If the economy still feels stuck, blame the housing market.

That may not match how people in a handful of big, prosperous cities see things. After a disastrous and historic crash, housing is booming in places like San Francisco and New York. Bidding wars are back, and the question is not whether the real estate market is recovering but whether new bubbles are inflating.

But there’s another reality that is more important for the national economy. Except in a few booming markets, housing is nowhere close to pulling its economic weight. Consider this:

Investment in residential property remains a smaller share of the overall economy than at any time since World War II, contributing less to growth than it did even in previous steep downturns in the early 1980s, when mortgage rates hit 20 percent, or the early 1990s, when hundreds of mortgage lenders failed.

If building activity returned merely to its postwar average proportion of the economy, growth would jump this year to a booming, 1990s-like level of 4 percent, from today’s mediocre 2-plus percent. The additional building, renovating and selling of homes would add about 1.5 million jobs and knock about a percentage point off the unemployment rate, now 6.7 percent. That activity would close nearly 40 percent of the gap between America’s current weak economic state and full economic health.

So what is holding housing back?

Sure, a glut of housing was built during the last great mania, and in some markets buyers are still working through those supplies. Bank lending is only now thawing, both for homebuilders and buyers. But those restraining factors have eased a lot in the last few years. The bigger thing holding back housing is simply demand. Fewer people can or want to fulfill the American dream of starting a household of their own.

It may yet prove to be temporary, but for now at least, millions more people are doubling up with roommates, living at home with parents and otherwise finding ways to avoid doing the one thing that would get the housing economy back to normal: buying a home.

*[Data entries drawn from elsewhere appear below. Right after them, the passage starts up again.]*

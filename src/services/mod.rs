// src/services/mod.rs
pub mod analyzer;
pub mod db;
pub mod google_oauth;
pub mod report;
pub mod secrets;
pub mod store;
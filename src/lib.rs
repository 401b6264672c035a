//! Surface realiser: English text from phrase specifications.
//!
//! Callers build a tree of clauses, phrases and words with [`NlgFactory`],
//! set grammatical features on it (tense, number, passive, questions, ...)
//! and hand it to a [`Realiser`]. The realiser orders the words, inflects
//! them, punctuates the result and lays out document structure.

pub mod core;
pub mod schema;

pub use crate::core::factory::NlgFactory;
pub use crate::core::lexicon::{Lexicon, LexiconError, MemoryLexicon};
pub use crate::core::pipeline::{ConfigError, RealiseError, Realised, Realiser, RealiserBuilder, RealiserConfig};
pub use crate::schema::element::{Element, HasFeatures};
pub use crate::schema::features::{Feature, InterrogativeType, NumberAgreement, Person, Tense};
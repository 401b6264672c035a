//! Word order produced by the syntax stage, checked before any inflection.

use surface_realiser::core::syntax::SyntaxProcessor;
use surface_realiser::schema::features::{DiscourseFunction, Form};
use surface_realiser::{Element, Feature, HasFeatures, InterrogativeType, MemoryLexicon, NlgFactory};

/// Flatten a realised tree into base forms and canned text.
fn words(element: &Element) -> Vec<String> {
    match element {
        Element::Word(w) => vec![w.base_form.clone()],
        Element::Inflected(w) => vec![w.base_form.clone()],
        Element::Canned(s) => vec![s.text.clone()],
        Element::List(list) => list.components.iter().flat_map(words).collect(),
        Element::Coordinated(c) => c.coordinates.iter().flat_map(words).collect(),
        Element::Phrase(_) | Element::Document(_) => Vec::new(),
    }
}

fn realise(element: impl Into<Element>) -> Vec<String> {
    let lexicon = MemoryLexicon::english().unwrap();
    let syntax = SyntaxProcessor::new(lexicon.as_ref());
    syntax.realise(element.into()).map(|e| words(&e)).unwrap_or_default()
}

fn factory_words<F>(build: F) -> Vec<String>
where
    F: FnOnce(&NlgFactory<'_>) -> Element,
{
    let lexicon = MemoryLexicon::english().unwrap();
    let factory = NlgFactory::new(lexicon.as_ref());
    realise(build(&factory))
}

#[test]
fn declarative_clause_is_subject_verb_object() {
    let out = factory_words(|f| f.create_clause("the woman", "kiss", "the man").into());
    assert_eq!(out, ["the woman", "kiss", "the man"]);
}

#[test]
fn perfect_clause_adds_have() {
    let out = factory_words(|f| {
        let mut clause = f.create_clause("the woman", "kiss", "the man");
        clause.set(Feature::Perfect, true);
        clause.into()
    });
    assert_eq!(out, ["the woman", "have", "kiss", "the man"]);
}

#[test]
fn passive_clause_puts_the_object_first() {
    let out = factory_words(|f| {
        let mut clause = f.create_clause("the woman", "kiss", "the man");
        clause.set(Feature::Passive, true);
        clause.into()
    });
    assert_eq!(out, ["the man", "be", "kiss", "by", "the woman"]);
}

#[test]
fn yes_no_question_fronts_do() {
    let out = factory_words(|f| {
        let mut clause = f.create_clause("the woman", "kiss", "the man");
        clause.set(Feature::InterrogativeType, InterrogativeType::YesNo);
        clause.into()
    });
    assert_eq!(out, ["do", "the woman", "kiss", "the man"]);
}

#[test]
fn yes_no_question_inverts_the_copula() {
    let out = factory_words(|f| {
        let mut clause = f.create_clause("the man", "be", "happy");
        clause.set(Feature::InterrogativeType, InterrogativeType::YesNo);
        clause.into()
    });
    assert_eq!(out, ["be", "the man", "happy"]);
}

#[test]
fn subject_question_replaces_the_subject() {
    let out = factory_words(|f| {
        let mut clause = f.create_clause("the woman", "kiss", "the man");
        clause.set(Feature::InterrogativeType, InterrogativeType::WhoSubject);
        clause.into()
    });
    assert_eq!(out, ["who", "kiss", "the man"]);
}

#[test]
fn negation_adds_do_and_not() {
    let out = factory_words(|f| {
        let mut clause = f.create_clause("the woman", "kiss", "the man");
        clause.set(Feature::Negated, true);
        clause.into()
    });
    assert_eq!(out, ["the woman", "do", "not", "kiss", "the man"]);
}

#[test]
fn infinitive_form_takes_to() {
    let out = factory_words(|f| {
        let mut vp = f.create_verb_phrase("go");
        vp.set(Feature::Form, Form::Infinitive);
        vp.into()
    });
    assert_eq!(out, ["to", "go"]);
}

#[test]
fn noun_phrase_functions() {
    let lexicon = MemoryLexicon::english().unwrap();
    let factory = NlgFactory::new(lexicon.as_ref());
    let syntax = SyntaxProcessor::new(lexicon.as_ref());
    let np = factory.create_noun_phrase("the", "dog");
    let Some(Element::List(list)) = syntax.realise(np.into()) else {
        panic!("expected a list");
    };
    assert_eq!(list.components[0].function(), Some(DiscourseFunction::Specifier));
    assert_eq!(list.components[1].base_form(), Some("dog"));
}

#[test]
fn coordinated_noun_phrases_interleave_the_conjunction() {
    let out = factory_words(|f| {
        let mut coordination = f.create_coordinated_phrase(
            f.create_noun_phrase("the", "dog"),
            f.create_noun_phrase("the", "cat"),
        );
        f.add_coordinate(&mut coordination, f.create_noun_phrase("a", "mouse"));
        coordination.into()
    });
    assert_eq!(out, ["the", "dog", "and", "the", "cat", "and", "a", "mouse"]);
}
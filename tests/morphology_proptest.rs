//! Property-based tests for regular inflection and article choice.

use proptest::prelude::*;
use surface_realiser::core::morphology::requires_an;
use surface_realiser::core::morphology::rules::{present_third_singular, regular_plural};

/// Insert thousands separators: "1234567" becomes "1,234,567".
fn with_commas(digits: &str) -> String {
    let mut out = String::new();
    for (i, c) in digits.chars().enumerate() {
        if i > 0 && (digits.len() - i) % 3 == 0 {
            out.push(',');
        }
        out.push(c);
    }
    out
}

proptest! {
    #[test]
    fn consonant_y_becomes_ies(base in "[a-z]{0,6}[b-df-hj-np-tv-z]y") {
        let expected = format!("{}ies", &base[..base.len() - 1]);
        prop_assert_eq!(regular_plural(&base), expected);
    }

    #[test]
    fn vowel_y_just_takes_s(base in "[a-z]{0,6}[aeiou]y") {
        prop_assert_eq!(regular_plural(&base), format!("{base}s"));
    }

    #[test]
    fn sibilants_take_es(base in "[a-z]{0,6}(s|z|x|ch|sh)") {
        prop_assert_eq!(regular_plural(&base), format!("{base}es"));
    }

    #[test]
    fn everything_else_takes_s(base in "[a-z]{0,6}[a-gi-rtuvw]") {
        prop_assert_eq!(regular_plural(&base), format!("{base}s"));
    }

    #[test]
    fn third_person_matches_plural_spelling(base in "[a-z]{1,8}") {
        prop_assume!(base != "be");
        prop_assert_eq!(present_third_singular(&base), regular_plural(&base));
    }

    #[test]
    fn numbers_not_starting_with_eight_or_eleven_take_a(number in "[2-79][0-9]{0,8}") {
        prop_assert!(!requires_an(&number));
    }

    #[test]
    fn eight_and_the_eighties_take_an(number in "8[0-9]?") {
        prop_assert!(requires_an(&number));
    }

    #[test]
    fn thousands_separators_do_not_change_the_article(number in "[1-9][0-9]{0,11}") {
        prop_assert_eq!(requires_an(&number), requires_an(&with_commas(&number)));
    }

    #[test]
    fn vowel_initial_words_take_an(word in "[aeiu][a-z]{0,8}") {
        prop_assert!(requires_an(&word));
    }
}
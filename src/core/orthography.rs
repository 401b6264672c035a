//! Orthography stage: joins realised words into text, punctuates sentences
//! and places commas according to discourse function.

use crate::schema::category::DocumentCategory;
use crate::schema::element::{Element, HasFeatures, StringElement};
use crate::schema::features::{DiscourseFunction, Feature};

/// Remove spaces in front of commas and collapse comma runs.
///
/// Applying it to its own output changes nothing.
pub fn clean_up(text: &str) -> String {
    let mut out = String::with_capacity(text.len());
    for c in text.chars() {
        if c == ',' {
            let kept = out.trim_end_matches(' ').len();
            out.truncate(kept);
            if out.ends_with(',') {
                continue;
            }
        }
        out.push(c);
    }
    out
}

#[derive(Debug, Clone)]
pub struct OrthographyProcessor {
    comma_separate_premodifiers: bool,
    comma_separate_cue_phrase: bool,
}

impl Default for OrthographyProcessor {
    fn default() -> Self {
        Self {
            comma_separate_premodifiers: true,
            comma_separate_cue_phrase: false,
        }
    }
}

impl OrthographyProcessor {
    pub fn new(comma_separate_premodifiers: bool, comma_separate_cue_phrase: bool) -> Self {
        Self {
            comma_separate_premodifiers,
            comma_separate_cue_phrase,
        }
    }

    pub fn comma_separate_premodifiers(&self) -> bool {
        self.comma_separate_premodifiers
    }

    pub fn set_comma_separate_premodifiers(&mut self, value: bool) {
        self.comma_separate_premodifiers = value;
    }

    pub fn comma_separate_cue_phrase(&self) -> bool {
        self.comma_separate_cue_phrase
    }

    pub fn set_comma_separate_cue_phrase(&mut self, value: bool) {
        self.comma_separate_cue_phrase = value;
    }

    /// Lists and coordinations collapse to canned text; documents keep
    /// their structure with realised components.
    pub fn realise(&self, element: Element) -> Option<Element> {
        let function = match &element {
            Element::List(list) => list.components.first().and_then(|c| c.function()),
            other => other.function(),
        };
        let mut realised = match element {
            Element::Document(mut document) => {
                let components = std::mem::take(&mut document.components);
                if document.category == DocumentCategory::Sentence {
                    if !components.is_empty() {
                        let text = self.realise_sentence(components, document.flag(Feature::Interrogative));
                        document.realisation = Some(text);
                    }
                } else {
                    document.components = self.realise_list(components);
                }
                Element::Document(document)
            }
            Element::List(list) => {
                let text = self.realise_by_function(list.components, function);
                StringElement::new(text).into()
            }
            Element::Coordinated(phrase) => StringElement::new(self.realise_coordinated(phrase.coordinates)).into(),
            other => other,
        };
        let cue = matches!(
            function,
            Some(DiscourseFunction::CuePhrase | DiscourseFunction::FrontModifier)
        );
        if cue && self.comma_separate_cue_phrase {
            let text = realised.realisation();
            if !text.ends_with(',') {
                let text = format!("{text},");
                realised.set_realisation(text);
            }
        }
        tidy(&mut realised);
        Some(realised)
    }

    /// Realise the documents in a sequence; anything else passes through.
    pub fn realise_list(&self, elements: Vec<Element>) -> Vec<Element> {
        elements
            .into_iter()
            .filter_map(|element| match element {
                Element::Document(_) => self.realise(element),
                other => Some(other),
            })
            .collect()
    }

    fn realise_by_function(&self, children: Vec<Element>, function: Option<DiscourseFunction>) -> String {
        match function {
            Some(DiscourseFunction::PreModifier) => {
                let appositive = !children.is_empty() && children.iter().all(|c| c.flag(Feature::Appositive));
                let mut buffer = String::new();
                if appositive {
                    buffer.push_str(", ");
                }
                let separator = if self.comma_separate_premodifiers { "," } else { "" };
                let mut buffer = self.join(buffer, children, separator);
                if appositive {
                    buffer.push_str(", ");
                }
                buffer
            }
            Some(DiscourseFunction::PostModifier) => {
                let count = children.len();
                let mut buffer = String::new();
                for (index, child) in children.into_iter().enumerate() {
                    let appositive = child.flag(Feature::Appositive);
                    let text = self.realise_text(child);
                    if appositive {
                        buffer.push_str(", ");
                        buffer.push_str(&text);
                        if index + 1 < count {
                            buffer.push_str(", ");
                        }
                    } else if !text.is_empty() {
                        buffer.push_str(&text);
                        buffer.push(' ');
                    }
                }
                buffer
            }
            Some(DiscourseFunction::CuePhrase | DiscourseFunction::FrontModifier)
                if self.comma_separate_cue_phrase =>
            {
                self.join(String::new(), children, ",")
            }
            _ => self.join(String::new(), children, ""),
        }
    }

    fn realise_text(&self, element: Element) -> String {
        self.realise(element)
            .map(|r| r.realisation().to_string())
            .unwrap_or_default()
    }

    /// Append each non-blank child to `buffer`, space-separated, with
    /// `separator` after every child but the last.
    fn join(&self, mut buffer: String, children: Vec<Element>, separator: &str) -> String {
        let count = children.len();
        for (index, child) in children.into_iter().enumerate() {
            let text = self.realise_text(child);
            if text.trim().is_empty() {
                continue;
            }
            buffer.push_str(&text);
            if count > 1 && index + 1 < count {
                buffer.push_str(separator);
            }
            buffer.push(' ');
        }
        buffer.pop();
        buffer
    }

    fn realise_sentence(&self, components: Vec<Element>, interrogative: bool) -> String {
        let text = self.join(String::new(), components, "");
        let mut text = text.trim_start_matches([' ', ',']).to_string();
        let Some(first) = text.chars().next() else {
            return text;
        };
        if first.is_lowercase() {
            let upper: String = first.to_uppercase().collect();
            text.replace_range(..first.len_utf8(), &upper);
        }
        if !text.ends_with(['.', '?']) {
            text.push(if interrogative { '?' } else { '.' });
        }
        text
    }

    /// Conjunctions before the last one become commas.
    fn realise_coordinated(&self, components: Vec<Element>) -> String {
        let count = components.len();
        let mut text = String::new();
        for (index, child) in components.into_iter().enumerate() {
            if index + 2 < count && child.function() == Some(DiscourseFunction::Conjunction) {
                text.push_str(", ");
            } else {
                text.push_str(&self.realise_text(child));
                text.push(' ');
            }
        }
        text.pop();
        text.replace(" ,", ",")
    }
}

fn tidy(element: &mut Element) {
    match element {
        Element::Canned(canned) => canned.text = clean_up(&canned.text),
        Element::Document(document) => {
            if let Some(text) = document.realisation.as_mut() {
                *text = clean_up(text);
            }
        }
        _ => {}
    }
}

#[cfg(test)]
mod tests {
    use super::*;
    use crate::schema::document::DocumentElement;
    use crate::schema::element::CoordinatedPhrase;

    fn with_function(text: &str, function: DiscourseFunction) -> Element {
        StringElement::with_function(text, Some(function)).into()
    }

    #[test]
    fn clean_up_removes_space_before_commas() {
        assert_eq!(clean_up("big , red"), "big, red");
        assert_eq!(clean_up("a  ,, b"), "a, b");
        assert_eq!(clean_up("a , , b"), "a, b");
        assert_eq!(clean_up("plain"), "plain");
    }

    #[test]
    fn sentences_are_capitalised_and_terminated() {
        let ortho = OrthographyProcessor::default();
        let mut sentence = DocumentElement::new(DocumentCategory::Sentence, None);
        sentence.add_component(Element::canned("the dog barks"));
        let out = ortho.realise(sentence.into()).unwrap();
        assert_eq!(out.realisation(), "The dog barks.");

        let mut question = DocumentElement::new(DocumentCategory::Sentence, None);
        question.add_component(Element::canned(", who is there"));
        question.set(Feature::Interrogative, true);
        assert_eq!(ortho.realise(question.into()).unwrap().realisation(), "Who is there?");
    }

    #[test]
    fn existing_terminators_are_kept() {
        let ortho = OrthographyProcessor::default();
        let mut sentence = DocumentElement::new(DocumentCategory::Sentence, None);
        sentence.add_component(Element::canned("Done."));
        assert_eq!(ortho.realise(sentence.into()).unwrap().realisation(), "Done.");
    }

    #[test]
    fn premodifiers_are_comma_separated() {
        let list = Element::list(vec![
            with_function("big", DiscourseFunction::PreModifier),
            with_function("red", DiscourseFunction::PreModifier),
        ]);
        let ortho = OrthographyProcessor::default();
        assert_eq!(ortho.realise(list.clone()).unwrap().realisation(), "big, red");
        let plain = OrthographyProcessor::new(false, false);
        assert_eq!(plain.realise(list).unwrap().realisation(), "big red");
    }

    #[test]
    fn appositive_postmodifiers_are_bracketed() {
        let mut appositive = with_function("my friend", DiscourseFunction::PostModifier);
        appositive.set(Feature::Appositive, true);
        let list = Element::list(vec![appositive, with_function("today", DiscourseFunction::PostModifier)]);
        let ortho = OrthographyProcessor::default();
        assert_eq!(ortho.realise(list).unwrap().realisation(), ", my friend, today");
    }

    #[test]
    fn cue_phrases_take_a_comma_when_asked() {
        let list = Element::list(vec![with_function("however", DiscourseFunction::CuePhrase)]);
        assert_eq!(
            OrthographyProcessor::default().realise(list.clone()).unwrap().realisation(),
            "however"
        );
        let ortho = OrthographyProcessor::new(true, true);
        assert_eq!(ortho.realise(list).unwrap().realisation(), "however,");
    }

    #[test]
    fn coordinations_use_commas_before_the_last_conjunction() {
        let mut coordination = CoordinatedPhrase::new(Vec::new());
        for (i, word) in ["apples", "pears", "plums"].iter().enumerate() {
            if i > 0 {
                coordination
                    .coordinates
                    .push(with_function("and", DiscourseFunction::Conjunction));
            }
            coordination.coordinates.push(Element::canned(*word));
        }
        let ortho = OrthographyProcessor::default();
        assert_eq!(
            ortho.realise(coordination.into()).unwrap().realisation(),
            "apples, pears and plums"
        );
    }

    #[test]
    fn blank_children_add_no_whitespace() {
        let list = Element::list(vec![
            Element::canned("a"),
            Element::canned("  "),
            Element::canned("vessel"),
        ]);
        let ortho = OrthographyProcessor::default();
        assert_eq!(ortho.realise(list).unwrap().realisation(), "a vessel");
    }
}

Overbuilding, Underbuilding

The housing market in Roanoke, Va., is a good place to see what’s happening. A city of just under 100,000 people in the foothills of the Blue Ridge Mountains, Roanoke has a history as a rail and manufacturing hub and nowadays has a strong health care industry. It also has this distinction: Its housing market — based on measures like housing prices and building activity — closely matches the nationwide data.

The number of new houses and apartments that are needed in the United States is determined over the long term largely by demographics — immigrants arriving and young people moving away from home. From 2000 to 2007, the number of households rose 1.24 million a year on average — about what economists would expect, given those demographic trends.

Add in the 300,000 or so homes that fall into disrepair each year and need to be replaced, and builders would have to construct around 1.5 million homes a year to keep up with the longer-term demand.

During the boom, builders were much busier than that, putting up 2.1 million more houses from 2000 to 2006 than if they had stuck to that 1.5 million trend rate.

But the correction underway since the housing bubble burst has been far more severe than the overbuilding that preceded it. From 2007 to 2013, builders constructed 4.8 million fewer homes than they would have had they kept to the trend rate. In fact, if the challenge was solely to work through the 2.1 million “extra” homes created during the boom, that job would have been finished around the middle of 2010.

“We built a heck of a lot of homes during the last housing bubble,” said Stan Humphries, chief economist of the real estate company Zillow. “And it’s taken some time to work off that glut. But we have largely worked off that glut at this point. Now our main challenge is housing demand, and that means we need more people forming households.”

Roanoke never experienced the sort of extreme bubble in prices and construction of a Phoenix or a Miami, or the structural economic decline of the industrial Midwest, or the kind of humming regional economy that spurred a speedy rebound in the likes of San Francisco and Washington. In that sense, Roanoke is like hundreds of midsize cities nationwide that are trying to climb out of a long, deep downturn.

Back in 2005, builders in the Roanoke metropolitan area took out permits for more than 1,600 new housing units. At the low point, in 2009, they took out just 449. The rebound since then has been modest, with only 656 permits issued in 2013.

Peter Fields, the president of Fields Construction, was responsible for more than a few of those 1,600 homes started in 2005. That year, he began work on a 100-house subdivision called North Oaks, in neighboring Salem, Va. Just as the empty streets of North Oaks started filling in with new houses that were to be priced at approximately $300,000, the housing bust hit and demand collapsed.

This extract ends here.